Stored data:
══════════
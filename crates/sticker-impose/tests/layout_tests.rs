use sticker_impose::layout::{pack_sheets, sheet_fit, tile_placements};
use sticker_impose::*;

fn press_layout(width_cm: f64, height_cm: f64, quantity: u32) -> PackingSolution {
    calculate_layout(
        &ItemSpec::new(width_cm, height_cm),
        ProductionMode::Press,
        DemandSpec::Quantity(quantity),
        0.0,
    )
}

#[test]
fn test_press_eight_centimeter_square() {
    let solution = press_layout(8.0, 8.0, 100);

    assert!(solution.is_feasible());
    assert!(!solution.rotated);
    assert_eq!((solution.cols, solution.rows), (3, 5));
    assert_eq!(solution.per_unit, 15);
    assert_eq!(solution.total_units, 7);
    assert_eq!(solution.spacing_mm, 2.0);
    assert!(solution.roll.is_none());
}

#[test]
fn test_sheet_totals_cover_the_order() {
    for mode in [ProductionMode::Press, ProductionMode::Plotter] {
        for (width, height) in [(2.0, 3.0), (5.5, 7.5), (8.0, 8.0), (12.0, 4.0), (28.0, 40.0)] {
            for quantity in [1, 14, 15, 16, 100, 999, 12_345] {
                let solution = calculate_layout(
                    &ItemSpec::new(width, height),
                    mode,
                    DemandSpec::Quantity(quantity),
                    0.0,
                );
                assert!(solution.is_feasible(), "{width}x{height} on {mode:?}");
                assert!(solution.per_unit * solution.total_units >= quantity);
                assert_eq!(solution.total_units, quantity.div_ceil(solution.per_unit));
            }
        }
    }
}

#[test]
fn test_rotation_only_when_strictly_better() {
    let template = ProductionMode::Press.template();
    for width in 1..=30 {
        for height in 1..=30 {
            let item = ItemSpec::new(width as f64, height as f64);
            let solution = pack_sheets(&item, template, 2.0, 10);
            let as_given = sheet_fit(template, item.width_mm(), item.height_mm(), 2.0);
            let turned = sheet_fit(template, item.height_mm(), item.width_mm(), 2.0);

            if solution.rotated {
                assert!(turned.per_sheet() > as_given.per_sheet());
                assert_eq!(solution.item_width_mm, item.height_mm());
            } else if solution.is_feasible() {
                assert!(turned.per_sheet() <= as_given.per_sheet());
                assert_eq!(solution.item_width_mm, item.width_mm());
            }
        }
    }
}

#[test]
fn test_square_items_never_rotate() {
    for side in [1.0, 3.3, 8.0, 14.9] {
        assert!(!press_layout(side, side, 50).rotated);
    }
}

#[test]
fn test_infeasible_inputs_yield_zero_solution() {
    for solution in [
        press_layout(0.0, 5.0, 10),
        press_layout(5.0, -1.0, 10),
        press_layout(50.0, 50.0, 10),
        press_layout(5.0, 5.0, 0),
    ] {
        assert!(!solution.is_feasible());
        assert_eq!(solution.per_unit, 0);
        assert_eq!(solution.total_units, 0);
        assert_eq!(solution.total_produced(), 0);
    }
}

#[test]
fn test_dtf_quantity_run() {
    let solution = calculate_layout(
        &ItemSpec::new(4.0, 4.0),
        ProductionMode::DtfUv,
        DemandSpec::Quantity(100),
        5.0,
    );

    assert_eq!(solution.cols, 13);
    assert_eq!(solution.rows, 8);
    assert_eq!(solution.per_unit, 13);
    assert_eq!(solution.total_units, 1);
    let run = solution.roll.unwrap();
    assert_eq!(run.total_produced, 104);
    assert_eq!(run.linear_height_mm, 355.0);
    assert!((run.linear_meters() - 0.355).abs() < 1e-12);
}

#[test]
fn test_roll_quantity_overshoots_to_full_rows() {
    for quantity in [1, 12, 13, 14, 100, 1000] {
        let solution = calculate_layout(
            &ItemSpec::new(4.0, 4.0),
            ProductionMode::HoloUv,
            DemandSpec::Quantity(quantity),
            5.0,
        );
        let produced = solution.total_produced();
        assert_eq!(produced, solution.cols * quantity.div_ceil(solution.cols));
        assert!(produced >= quantity);
    }
}

#[test]
fn test_roll_spacing_is_clamped() {
    let item = ItemSpec::new(4.0, 4.0);
    let wide = calculate_layout(&item, ProductionMode::DtfUv, DemandSpec::Quantity(10), 25.0);
    assert_eq!(wide.spacing_mm, 10.0);

    let tight = calculate_layout(&item, ProductionMode::DtfUv, DemandSpec::Quantity(10), 0.0);
    assert_eq!(tight.spacing_mm, 0.0);
    // 580 / 40 = 14.5
    assert_eq!(tight.cols, 14);
}

#[test]
fn test_length_demand_on_sheet_mode_is_infeasible() {
    let solution = calculate_layout(
        &ItemSpec::new(4.0, 4.0),
        ProductionMode::Plotter,
        DemandSpec::Length { cm: 100.0 },
        0.0,
    );
    assert!(!solution.is_feasible());
}

#[test]
fn test_placements_stay_inside_printable_area() {
    for mode in [ProductionMode::Press, ProductionMode::Plotter] {
        let solution = calculate_layout(
            &ItemSpec::new(6.5, 3.5),
            mode,
            DemandSpec::Quantity(40),
            0.0,
        );
        let template = mode.template();
        let tiles = tile_placements(&solution, template);
        assert_eq!(tiles.len() as u32, solution.per_unit);
        for tile in tiles {
            assert!(tile.x_mm >= template.printable_x_mm);
            assert!(tile.y_mm >= template.printable_y_mm);
            assert!(tile.x_mm + solution.item_width_mm <= template.printable_right_mm() + 1e-9);
            assert!(tile.y_mm + solution.item_height_mm <= template.printable_bottom_mm() + 1e-9);
        }
    }
}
══════════
#### WORK REQUEST:
Look through the data above and report every line in which "cols" appears.

#### WRITTEN SOLUTION:
    assert_eq!((solution.cols, solution.rows), (3, 5));
    assert_eq!(solution.cols, 13);
        assert_eq!(produced, solution.cols * quantity.div_ceil(solution.cols));
    assert_eq!(tight.cols, 14);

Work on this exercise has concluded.